1 The distinction between society (Gesellschaft) and community (Gemeinschaft) is very important in German social thought. Gemeinschaft, community, connotes a much deeper kind of relationship than Gesellschaft, society. A National-Socialist term that intensifies the distinction is Volksgemeinschaft, community of the people. A term that intensifies the distinction in the other direction would be Aktiensgesellschaft, which means joint-stock company. A Gemeinschaft is a group of persons deeply linked to each other, whereas a Gesellschaft is a group of persons united by only external, practical considerations such as gaining money. It is important to note that in National-Socialist discourse, society and community are not interchangeable terms.

2 Ferdinand Tönnies (1855-1936), famous for differentiating Gemeinschaft and Gesellschaft, has been highly influential in Germany but is practically unknown in the anglophone world. Notwithstanding the seminal value of his work for National-Socialist thought, Tönnies was a Social-Democrat who had friction with the National-Socialists — which may be why Dietrich, although giving due credit to Tönnies, did not omit to mention that Tönnies’ thinking was derivative of Eucken’s.

3 Rudolf Christoph Eucken (1846-1926) was a philosopher who was awarded a Nobel Prize for literature in 1908.

4 Johannes Rehmke (1848-1930) was a philosophical psychologist who wrote many books. For his doctoral thesis (Zürich, 1875) Rehmke wrote a critical study of Eduard von Hartmann’s theory of the unconscious, and for his Habilitation (Berlin, 1884) wrote a treatise titled Die Welt als Wahrnehmung und Begriff (The World as Perception and Concept). He joined the faculty of the University of Greifswald in 1885, and became rector of the university in 1898, which he remained until forced into retirement in 1921.

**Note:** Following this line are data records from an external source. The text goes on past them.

//! # edgeshare-core
//!
//! Shared domain library for edgeshare: screen geometry, the screen model,
//! the named screen topology, platform-independent input identifiers, and the
//! logical messages exchanged with remote endpoints.
//!
//! This crate has zero dependencies on OS APIs, network sockets, or async
//! runtimes.
//!
//! # Architecture overview
//!
//! edgeshare lets one keyboard and mouse (attached to the *primary* machine)
//! drive several *secondary* machines.  When the cursor reaches an edge of the
//! primary screen that has a neighbour, keyboard and mouse focus moves to the
//! neighbouring machine.
//!
//! - **`domain`** – Pure rules with no I/O.  [`ScreenShape`] and [`Edge`]
//!   describe geometry, [`Screen`] is the validated per-display model, and
//!   [`ScreenLayout`] records which screen lies beyond which edge.
//!
//! - **`protocol`** – The *logical* forms of every endpoint call
//!   ([`ProxyMessage`]) and every report a secondary sends back
//!   ([`ClientReport`]), plus the enter sequence numbers that make reordered
//!   acknowledgements harmless.  Byte-level framing belongs to the transport.

pub mod domain;
pub mod protocol;

pub use domain::clipboard::{ClipboardData, ClipboardId};
pub use domain::geometry::{map_edge_position, Edge, ScreenShape, SideMask};
pub use domain::input::{ButtonId, KeyButton, KeyId, ModifierMask, OptionId, OptionsList, ScreenOption};
pub use domain::layout::{crossing_edge, LayoutError, Link, ScreenLayout};
pub use domain::screen::{Screen, ScreenError};
pub use protocol::messages::{ClientReport, ProxyMessage, ScreenInfo};
pub use protocol::sequence::{SequenceCounter, SequenceGate};
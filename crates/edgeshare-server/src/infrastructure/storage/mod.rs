//! Storage infrastructure: configuration file persistence.
//!
//! The `config` sub-module reads the TOML file that describes the primary
//! screen, the secondaries it may hand focus to, the links between their
//! edges and the options pushed to every screen.  It also turns that file
//! into a validated [`ScreenLayout`](edgeshare_core::ScreenLayout) before the
//! orchestrator is built.

pub mod config;
//! Logical endpoint messages and enter sequence numbers.

pub mod messages;
pub mod sequence;

pub use messages::{ClientReport, ProxyMessage, ScreenInfo};
pub use sequence::{is_newer, SequenceCounter, SequenceGate};
//! Per-endpoint clipboard bookkeeping.
//!
//! Each endpoint owns one [`ClipboardTracker`].  For every buffer it records
//! whether the endpoint's copy is stale (`dirty`), whether the endpoint
//! currently owns the buffer, and the last contents known to be on that
//! endpoint.
//!
//! A fresh tracker starts dirty for every buffer, so the first `enter` after a
//! connect always delivers whatever clipboard the server already knows.

use edgeshare_core::{ClipboardData, ClipboardId};

#[derive(Debug, Clone)]
struct BufferState {
    dirty: bool,
    owned: bool,
    contents: Option<ClipboardData>,
}

impl Default for BufferState {
    fn default() -> Self {
        Self {
            dirty: true,
            owned: false,
            contents: None,
        }
    }
}

/// Dirty flag, ownership and cached contents for each [`ClipboardId`].
#[derive(Debug, Clone, Default)]
pub struct ClipboardTracker {
    buffers: [BufferState; ClipboardId::COUNT],
}

impl ClipboardTracker {
    pub fn new() -> Self {
        Self::default()
    }

    /// `true` when the endpoint's copy of `id` must be refreshed before use.
    pub fn is_dirty(&self, id: ClipboardId) -> bool {
        self.buffers[id.index()].dirty
    }

    pub fn set_dirty(&mut self, id: ClipboardId, dirty: bool) {
        self.buffers[id.index()].dirty = dirty;
    }

    pub fn is_owner(&self, id: ClipboardId) -> bool {
        self.buffers[id.index()].owned
    }

    /// Records that this endpoint took ownership of `id`.  The owner's own
    /// copy is by definition current.
    pub fn mark_owned(&mut self, id: ClipboardId) {
        let buffer = &mut self.buffers[id.index()];
        buffer.owned = true;
        buffer.dirty = false;
    }

    /// Records that another endpoint took ownership of `id`.
    pub fn mark_grabbed_elsewhere(&mut self, id: ClipboardId) {
        let buffer = &mut self.buffers[id.index()];
        buffer.owned = false;
        buffer.dirty = true;
    }

    /// Last contents known to be on the endpoint.
    pub fn contents(&self, id: ClipboardId) -> Option<&ClipboardData> {
        self.buffers[id.index()].contents.as_ref()
    }

    pub fn store(&mut self, id: ClipboardId, data: ClipboardData) {
        self.buffers[id.index()].contents = Some(data);
    }
}

#[cfg(test)]
mod tests {
    use super::*;

    #[test]
    fn test_new_tracker_is_dirty_for_every_buffer() {
        let tracker = ClipboardTracker::new();
        for id in ClipboardId::ALL {
            assert!(tracker.is_dirty(id));
            assert!(!tracker.is_owner(id));
            assert!(tracker.contents(id).is_none());
        }
    }

    #[test]
    fn test_mark_owned_clears_dirty() {
        let mut tracker = ClipboardTracker::new();
        tracker.mark_owned(ClipboardId::Clipboard);
        assert!(tracker.is_owner(ClipboardId::Clipboard));
        assert!(!tracker.is_dirty(ClipboardId::Clipboard));
        // Selection untouched
        assert!(tracker.is_dirty(ClipboardId::Selection));
    }

    #[test]
    fn test_mark_grabbed_elsewhere_drops_ownership_and_dirties() {
        let mut tracker = ClipboardTracker::new();
        tracker.mark_owned(ClipboardId::Selection);
        tracker.mark_grabbed_elsewhere(ClipboardId::Selection);
        assert!(!tracker.is_owner(ClipboardId::Selection));
        assert!(tracker.is_dirty(ClipboardId::Selection));
    }

    #[test]
    fn test_store_keeps_contents_per_buffer() {
        let mut tracker = ClipboardTracker::new();
        tracker.store(ClipboardId::Clipboard, ClipboardData::from_text("hello"));
        assert_eq!(
            tracker.contents(ClipboardId::Clipboard),
            Some(&ClipboardData::from_text("hello"))
        );
        assert!(tracker.contents(ClipboardId::Selection).is_none());
    }
}
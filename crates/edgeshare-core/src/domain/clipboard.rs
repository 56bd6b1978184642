//! Clipboard buffer identifiers and contents.

use serde::{Deserialize, Serialize};

/// One of the fixed set of clipboard buffers shared between screens.
#[derive(Debug, Clone, Copy, PartialEq, Eq, Hash, Serialize, Deserialize)]
pub enum ClipboardId {
    /// The system clipboard (Ctrl+C / Ctrl+V).
    Clipboard,
    /// The X11 primary selection.
    Selection,
}

impl ClipboardId {
    /// Number of distinct buffers.
    pub const COUNT: usize = 2;

    /// Every buffer, in index order.
    pub const ALL: [ClipboardId; Self::COUNT] = [ClipboardId::Clipboard, ClipboardId::Selection];

    /// Dense index for per-buffer arrays.
    pub fn index(self) -> usize {
        match self {
            ClipboardId::Clipboard => 0,
            ClipboardId::Selection => 1,
        }
    }
}

impl std::fmt::Display for ClipboardId {
    fn fmt(&self, f: &mut std::fmt::Formatter<'_>) -> std::fmt::Result {
        match self {
            ClipboardId::Clipboard => f.write_str("clipboard"),
            ClipboardId::Selection => f.write_str("selection"),
        }
    }
}

/// Opaque, already-marshalled clipboard contents.
#[derive(Debug, Clone, Default, PartialEq, Eq, Serialize, Deserialize)]
pub struct ClipboardData(Vec<u8>);

impl ClipboardData {
    pub fn new(bytes: Vec<u8>) -> Self {
        Self(bytes)
    }

    pub fn from_text(text: &str) -> Self {
        Self(text.as_bytes().to_vec())
    }

    pub fn as_bytes(&self) -> &[u8] {
        &self.0
    }

    pub fn len(&self) -> usize {
        self.0.len()
    }

    pub fn is_empty(&self) -> bool {
        self.0.is_empty()
    }
}

#[cfg(test)]
mod tests {
    use super::*;

    #[test]
    fn test_indices_are_dense_and_unique() {
        let indices: Vec<usize> = ClipboardId::ALL.iter().map(|id| id.index()).collect();
        assert_eq!(indices, vec![0, 1]);
    }

    #[test]
    fn test_from_text_keeps_utf8_bytes() {
        let data = ClipboardData::from_text("héllo");
        assert_eq!(data.as_bytes(), "héllo".as_bytes());
        assert_eq!(data.len(), 6);
        assert!(ClipboardData::default().is_empty());
    }
}
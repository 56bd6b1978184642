//! The serialized control path.
//!
//! One tokio task owns the [`ScreenOrchestrator`] and is the only code that
//! ever touches it.  Everything else (the primary's input hook, each
//! connection's reader task, the host's signal handler) talks to it by
//! sending a [`ServerEvent`] through an [`OrchestratorHandle`].  Because a
//! single task drains a single channel, focus transitions are totally ordered
//! and every input event is routed exactly once, in capture order.
//!
//! The loop also sleeps until the earliest unacknowledged `enter` deadline, if
//! any, so an unresponsive secondary is disconnected without a periodic timer,
//! even after focus has moved on.
//!
//! ```text
//! input hook ─┐
//! reader(s)  ─┼─► mpsc<ServerEvent> ─► run() ─► ScreenOrchestrator
//! ctrl-c     ─┘                          ▲
//!                       sleep_until(enter deadline)
//! ```

use edgeshare_core::{
    ButtonId, ClientReport, ClipboardId, KeyButton, KeyId, ModifierMask, OptionsList,
};
use thiserror::Error;
use tokio::sync::mpsc;
use tokio::time::Instant;
use tracing::{debug, info, warn};
use uuid::Uuid;

use super::orchestrator::ScreenOrchestrator;
use super::remote_client::RemoteClientProxy;

/// Everything the orchestrator reacts to.
#[derive(Debug)]
pub enum ServerEvent {
    // ── Primary input hook ──
    /// Absolute pointer position on the primary.
    CursorSample { x: i32, y: i32 },
    KeyDown {
        key: KeyId,
        mask: ModifierMask,
        button: KeyButton,
    },
    KeyRepeat {
        key: KeyId,
        mask: ModifierMask,
        count: u32,
        button: KeyButton,
    },
    KeyUp {
        key: KeyId,
        mask: ModifierMask,
        button: KeyButton,
    },
    MouseDown { button: ButtonId },
    MouseUp { button: ButtonId },
    MouseWheel { x_delta: i32, y_delta: i32 },
    /// A local application took ownership of a primary clipboard buffer.
    PrimaryClipboardGrabbed { id: ClipboardId },
    /// The contents of a primary-owned buffer changed.
    PrimaryClipboardChanged { id: ClipboardId },
    Screensaver { activate: bool },

    // ── Connections ──
    ClientConnected(RemoteClientProxy),
    Report {
        name: String,
        connection_id: Uuid,
        report: ClientReport,
    },
    ClientDisconnected { name: String, connection_id: Uuid },

    // ── Host ──
    SetOptions(OptionsList),
    ResetOptions,
    Shutdown,
}

/// Errors returned by [`OrchestratorHandle`].
#[derive(Debug, Error, PartialEq, Eq)]
pub enum ControlError {
    /// The control loop has exited.
    #[error("control loop has stopped")]
    Stopped,

    /// The event queue is full (only from [`OrchestratorHandle::try_send`]).
    #[error("control loop queue is full")]
    Full,
}

/// Cloneable sender side of the control loop.
#[derive(Debug, Clone)]
pub struct OrchestratorHandle {
    tx: mpsc::Sender<ServerEvent>,
}

impl OrchestratorHandle {
    /// Queues `event`, waiting for space if the queue is full.
    ///
    /// # Errors
    ///
    /// Returns [`ControlError::Stopped`] once the loop has exited.
    pub async fn send(&self, event: ServerEvent) -> Result<(), ControlError> {
        self.tx.send(event).await.map_err(|_| ControlError::Stopped)
    }

    /// Queues `event` without waiting.  For callers that cannot await, such
    /// as a platform hook thread.
    ///
    /// # Errors
    ///
    /// Returns [`ControlError::Full`] or [`ControlError::Stopped`].
    pub fn try_send(&self, event: ServerEvent) -> Result<(), ControlError> {
        self.tx.try_send(event).map_err(|e| match e {
            mpsc::error::TrySendError::Full(_) => ControlError::Full,
            mpsc::error::TrySendError::Closed(_) => ControlError::Stopped,
        })
    }
}

/// Creates the event channel.  Pass the receiver to [`run`].
pub fn channel(capacity: usize) -> (OrchestratorHandle, mpsc::Receiver<ServerEvent>) {
    let (tx, rx) = mpsc::channel(capacity);
    (OrchestratorHandle { tx }, rx)
}

/// Drives `orchestrator` until [`ServerEvent::Shutdown`] arrives or every
/// handle is dropped, then shuts it down and hands it back.
pub async fn run(
    mut orchestrator: ScreenOrchestrator,
    mut events: mpsc::Receiver<ServerEvent>,
) -> ScreenOrchestrator {
    info!(screen = %orchestrator.primary_name(), "control loop started");
    loop {
        let deadline = orchestrator.enter_deadline();
        tokio::select! {
            // Drain queued events first so an acknowledgement that is already
            // waiting beats its own deadline.
            biased;

            event = events.recv() => match event {
                Some(ServerEvent::Shutdown) | None => break,
                Some(event) => dispatch(&mut orchestrator, event),
            },
            _ = wait_until(deadline) => {
                orchestrator.poll_enter_timeout(Instant::now());
            }
        }
    }
    orchestrator.shutdown();
    info!("control loop stopped");
    orchestrator
}

/// Applies one event to the orchestrator.
pub fn dispatch(orchestrator: &mut ScreenOrchestrator, event: ServerEvent) {
    match event {
        ServerEvent::CursorSample { x, y } => orchestrator.on_cursor_sample(x, y),
        ServerEvent::KeyDown { key, mask, button } => orchestrator.on_key_down(key, mask, button),
        ServerEvent::KeyRepeat {
            key,
            mask,
            count,
            button,
        } => orchestrator.on_key_repeat(key, mask, count, button),
        ServerEvent::KeyUp { key, mask, button } => orchestrator.on_key_up(key, mask, button),
        ServerEvent::MouseDown { button } => orchestrator.on_mouse_down(button),
        ServerEvent::MouseUp { button } => orchestrator.on_mouse_up(button),
        ServerEvent::MouseWheel { x_delta, y_delta } => orchestrator.on_mouse_wheel(x_delta, y_delta),
        ServerEvent::PrimaryClipboardGrabbed { id } => orchestrator.on_primary_clipboard_grabbed(id),
        ServerEvent::PrimaryClipboardChanged { id } => orchestrator.on_primary_clipboard_changed(id),
        ServerEvent::Screensaver { activate } => orchestrator.on_screensaver(activate),
        ServerEvent::ClientConnected(proxy) => {
            if let Err(e) = orchestrator.add_client(proxy) {
                warn!(error = %e, "rejecting secondary");
            }
        }
        ServerEvent::Report {
            name,
            connection_id,
            report,
        } => orchestrator.handle_report(&name, connection_id, report),
        ServerEvent::ClientDisconnected {
            name,
            connection_id,
        } => orchestrator.on_client_disconnected(&name, connection_id),
        ServerEvent::SetOptions(options) => orchestrator.set_options(options),
        ServerEvent::ResetOptions => orchestrator.reset_options(),
        ServerEvent::Shutdown => {
            debug!("shutdown is handled by the loop, ignoring");
        }
    }
}

async fn wait_until(deadline: Option<Instant>) {
    match deadline {
        Some(deadline) => tokio::time::sleep_until(deadline).await,
        None => std::future::pending().await,
    }
}

// ── Tests ─────────────────────────────────────────────────────────────────────
#[cfg(test)]
mod tests {
    use super::*;
    use crate::utils::pcm::encode_pcm16_base64;
    use std::sync::{Arc, Mutex};

    /// Output with a hand-driven clock.
    #[derive(Default)]
    struct ManualClock {
        now: f64,
        started: Vec<(f64, f64)>,
        completions: Vec<Option<oneshot::Sender<()>>>,
        stops: Vec<oneshot::Receiver<()>>,
        resumes: usize,
    }

    #[derive(Clone, Default)]
    struct ManualOutput(Arc<Mutex<ManualClock>>);

    impl ManualOutput {
        fn set_now(&self, now: f64) {
            self.0.lock().unwrap().now = now;
        }

        fn complete(&self, index: usize) {
            if let Some(tx) = self.0.lock().unwrap().completions[index].take() {
                let _ = tx.send(());
            }
        }

        fn was_stopped(&self, index: usize) -> bool {
            let mut clock = self.0.lock().unwrap();
            !matches!(
                clock.stops[index].try_recv(),
                Err(oneshot::error::TryRecvError::Empty)
            )
        }

        fn started(&self) -> Vec<(f64, f64)> {
            self.0.lock().unwrap().started.clone()
        }
    }

    impl AudioOutput for ManualOutput {
        fn sample_rate(&self) -> u32 {
            24_000
        }

        fn now(&self) -> f64 {
            self.0.lock().unwrap().now
        }

        fn resume(&mut self) -> LiveResult<()> {
            self.0.lock().unwrap().resumes += 1;
            Ok(())
        }

        fn start(&mut self, buffer: AudioBuffer, at: f64) -> LiveResult<ScheduledSource> {
            let (done_tx, done_rx) = oneshot::channel();
            let (stop_tx, stop_rx) = oneshot::channel();
            let mut clock = self.0.lock().unwrap();
            clock.started.push((at, buffer.duration()));
            clock.completions.push(Some(done_tx));
            clock.stops.push(stop_rx);
            Ok(ScheduledSource {
                completion: done_rx,
                stop: stop_tx,
            })
        }
    }

    fn chunk(seconds: f64) -> String {
        let samples = vec![0.1f32; (seconds * 24_000.0) as usize];
        encode_pcm16_base64(&samples)
    }

    #[test]
    fn test_chunks_play_back_to_back() {
        let output = ManualOutput::default();
        let mut scheduler = PlaybackScheduler::new(Box::new(output.clone()), 24_000);

        scheduler.enqueue(&chunk(0.5)).unwrap();
        scheduler.enqueue(&chunk(0.25)).unwrap();

        let started = output.started();
        assert_eq!(started[0].0, 0.0);
        assert!((started[1].0 - 0.5).abs() < 1e-9);
        assert!((scheduler.cursor() - 0.75).abs() < 1e-9);
        assert_eq!(scheduler.playing_len(), 2);
    }

    #[test]
    fn test_late_chunk_starts_now_not_in_the_past() {
        let output = ManualOutput::default();
        let mut scheduler = PlaybackScheduler::new(Box::new(output.clone()), 24_000);
        scheduler.enqueue(&chunk(0.5)).unwrap();

        output.set_now(2.0);
        scheduler.enqueue(&chunk(0.5)).unwrap();
        assert_eq!(output.started()[1].0, 2.0);
        assert!((scheduler.cursor() - 2.5).abs() < 1e-9);
    }

    #[test]
    fn test_cursor_never_regresses_without_interrupt() {
        let output = ManualOutput::default();
        let mut scheduler = PlaybackScheduler::new(Box::new(output.clone()), 24_000);
        let mut last = scheduler.cursor();
        for step in 0..10 {
            output.set_now(f64::from(step) * 0.1);
            scheduler.enqueue(&chunk(0.05)).unwrap();
            assert!(scheduler.cursor() >= last);
            last = scheduler.cursor();
        }
    }

    #[test]
    fn test_interrupt_stops_everything_and_resets_cursor() {
        let output = ManualOutput::default();
        let mut scheduler = PlaybackScheduler::new(Box::new(output.clone()), 24_000);
        for _ in 0..3 {
            scheduler.enqueue(&chunk(1.0)).unwrap();
        }
        output.set_now(0.4);

        assert_eq!(scheduler.interrupt(), 3);
        assert_eq!(scheduler.playing_len(), 0);
        assert_eq!(scheduler.cursor(), 0.4);
        for index in 0..3 {
            assert!(output.was_stopped(index));
        }

        scheduler.enqueue(&chunk(0.5)).unwrap();
        assert_eq!(output.started()[3].0, 0.4);
    }

    #[test]
    fn test_bad_payload_is_swallowed() {
        let output = ManualOutput::default();
        let mut scheduler = PlaybackScheduler::new(Box::new(output.clone()), 24_000);
        assert!(scheduler.enqueue("%%%").is_none());
        assert!(scheduler.enqueue("").is_none());
        assert!(matches!(
            scheduler.try_enqueue("AAE"),
            Err(LiveError::Playback(_))
        ));
        assert_eq!(scheduler.playing_len(), 0);
        assert_eq!(scheduler.cursor(), 0.0);
    }

    #[test]
    fn test_enqueue_resumes_output() {
        let output = ManualOutput::default();
        let mut scheduler = PlaybackScheduler::new(Box::new(output.clone()), 24_000);
        scheduler.enqueue(&chunk(0.1)).unwrap();
        assert_eq!(output.0.lock().unwrap().resumes, 1);
    }

    #[tokio::test]
    async fn test_finished_reports_drain_on_last_chunk() {
        let output = ManualOutput::default();
        let mut scheduler = PlaybackScheduler::new(Box::new(output.clone()), 24_000);
        scheduler.enqueue(&chunk(0.1)).unwrap();
        scheduler.enqueue(&chunk(0.1)).unwrap();

        output.complete(0);
        assert!(!scheduler.finished().await);
        output.complete(1);
        assert!(scheduler.finished().await);
        assert!(scheduler.is_idle());
    }

    #[tokio::test]
    async fn test_stopped_chunks_never_report_completion() {
        let output = ManualOutput::default();
        let mut scheduler = PlaybackScheduler::new(Box::new(output.clone()), 24_000);
        scheduler.enqueue(&chunk(0.1)).unwrap();
        scheduler.interrupt();
        output.complete(0);

        let result =
            tokio::time::timeout(Duration::from_millis(50), scheduler.finished()).await;
        assert!(result.is_err());
    }

    #[tokio::test(start_paused = true)]
    async fn test_paced_output_plays_then_completes() {
        let (tx, mut rx) = mpsc::unbounded_channel();
        let output = PacedOutput::new(24_000).with_sink(tx);
        let mut scheduler = PlaybackScheduler::new(Box::new(output), 24_000);

        scheduler.enqueue(&chunk(0.5)).unwrap();
        scheduler.enqueue(&chunk(0.5)).unwrap();

        assert!(!scheduler.finished().await);
        assert!(scheduler.finished().await);

        let first = rx.recv().await.unwrap();
        let second = rx.recv().await.unwrap();
        assert_eq!(first.samples.len(), 12_000);
        assert!(second.at > first.at);
    }

    #[tokio::test(start_paused = true)]
    async fn test_paced_output_stop_suppresses_playback() {
        let (tx, mut rx) = mpsc::unbounded_channel();
        let output = PacedOutput::new(24_000).with_sink(tx);
        let mut scheduler = PlaybackScheduler::new(Box::new(output), 24_000);

        scheduler.enqueue(&chunk(0.5)).unwrap();
        scheduler.enqueue(&chunk(0.5)).unwrap();
        tokio::time::sleep(Duration::from_millis(100)).await;
        scheduler.interrupt();
        tokio::time::sleep(Duration::from_secs(2)).await;

        assert!(rx.recv().await.is_some());
        assert!(rx.try_recv().is_err());
    }

    #[test]
    fn test_wav_recorder_writes_file() {
        let dir = tempfile::TempDir::new().unwrap();
        let path = dir.path().join("out.wav");
        let (tx, handle) = spawn_wav_recorder(&path, 24_000).unwrap();
        tx.send(PlayedChunk {
            at: 0.5,
            samples: vec![0.5; 2400],
        })
        .unwrap();
        drop(tx);
        handle.join().unwrap();

        let reader = hound::WavReader::open(&path).unwrap();
        assert_eq!(reader.spec().sample_rate, 24_000);
        assert_eq!(reader.len(), 12_000 + 2400);
    }
}
use serde::Deserialize;
use std::path::PathBuf;

/// Complete YAML configuration structure
///
/// All fields are optional to allow partial configuration. Values present here
/// override environment variables.
///
/// # Example YAML structure
/// ```yaml
/// live:
///   api_key: "your-gemini-key"
///   model: "gemini-2.5-flash-native-audio-preview-09-2025"
///   voice: "Puck"
///   instructions: "You are a helpful home assistant."
///   connect_timeout_ms: 15000
///
/// audio:
///   idle_timeout_ms: 60000
///   output_sample_rate: 24000
///   input_sample_rate: 16000
///   frame_size: 2048
///
/// home_assistant:
///   url: "http://homeassistant.local:8123"
///   token: "long-lived-access-token"
///   timeout_seconds: 10
///
/// entities:
///   path: "/etc/waav-live/entities.yaml"
/// ```
#[derive(Debug, Clone, Deserialize, Default)]
#[serde(default)]
pub struct YamlConfig {
    pub live: Option<LiveYaml>,
    pub audio: Option<AudioYaml>,
    pub home_assistant: Option<HomeAssistantYaml>,
    pub entities: Option<EntitiesYaml>,
}

/// Live session settings from YAML
#[derive(Debug, Clone, Deserialize, Default)]
#[serde(default)]
pub struct LiveYaml {
    pub api_key: Option<String>,
    pub model: Option<String>,
    pub voice: Option<String>,
    pub url: Option<String>,
    pub instructions: Option<String>,
    pub connect_timeout_ms: Option<u64>,
}

/// Audio settings from YAML
///
/// camelCase spellings are accepted for the keys settings UIs commonly write.
#[derive(Debug, Clone, Deserialize, Default)]
#[serde(default)]
pub struct AudioYaml {
    #[serde(alias = "idleTimeoutMs")]
    pub idle_timeout_ms: Option<u64>,
    #[serde(alias = "outputSampleRate")]
    pub output_sample_rate: Option<u32>,
    #[serde(alias = "inputSampleRate")]
    pub input_sample_rate: Option<u32>,
    #[serde(alias = "frameSize")]
    pub frame_size: Option<usize>,
}

/// Control plane settings from YAML
#[derive(Debug, Clone, Deserialize, Default)]
#[serde(default)]
pub struct HomeAssistantYaml {
    pub url: Option<String>,
    pub token: Option<String>,
    pub timeout_seconds: Option<u64>,
}

/// Entity directory settings from YAML
#[derive(Debug, Clone, Deserialize, Default)]
#[serde(default)]
pub struct EntitiesYaml {
    pub path: Option<String>,
}

impl YamlConfig {
    /// Load configuration from a YAML file
    pub fn from_file(path: &PathBuf) -> Result<Self, Box<dyn std::error::Error>> {
        let contents = std::fs::read_to_string(path)
            .map_err(|e| format!("Failed to read config file {}: {e}", path.display()))?;

        let config: YamlConfig = serde_yaml::from_str(&contents)
            .map_err(|e| format!("Failed to parse YAML config: {e}"))?;

        Ok(config)
    }
}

5 Paul Krannhals (1883-1934) having studied chemistry, developed the foundation of his philosophy while a prisoner of war in Russia. In the period 1920-1925 he was a newspaper-editor. His book Das Organische Weltbild (The Organic Picture of the World) according to Dietrich was published in 1928. In 1929 Krannhals cofounded with Alfred Rosenberg the Kampfbund für deutsche Kultur (Alliance for German Culture) and was involved with the National-Socialist students’ organization. In 1934 he was a speaker in the National-Socialist teachers’ organization, and copublisher of a periodical called Die Sonne. The department of philosophy at Philipps-Universität Marburg awarded him an honorary doctorate shortly before his death, in 1934.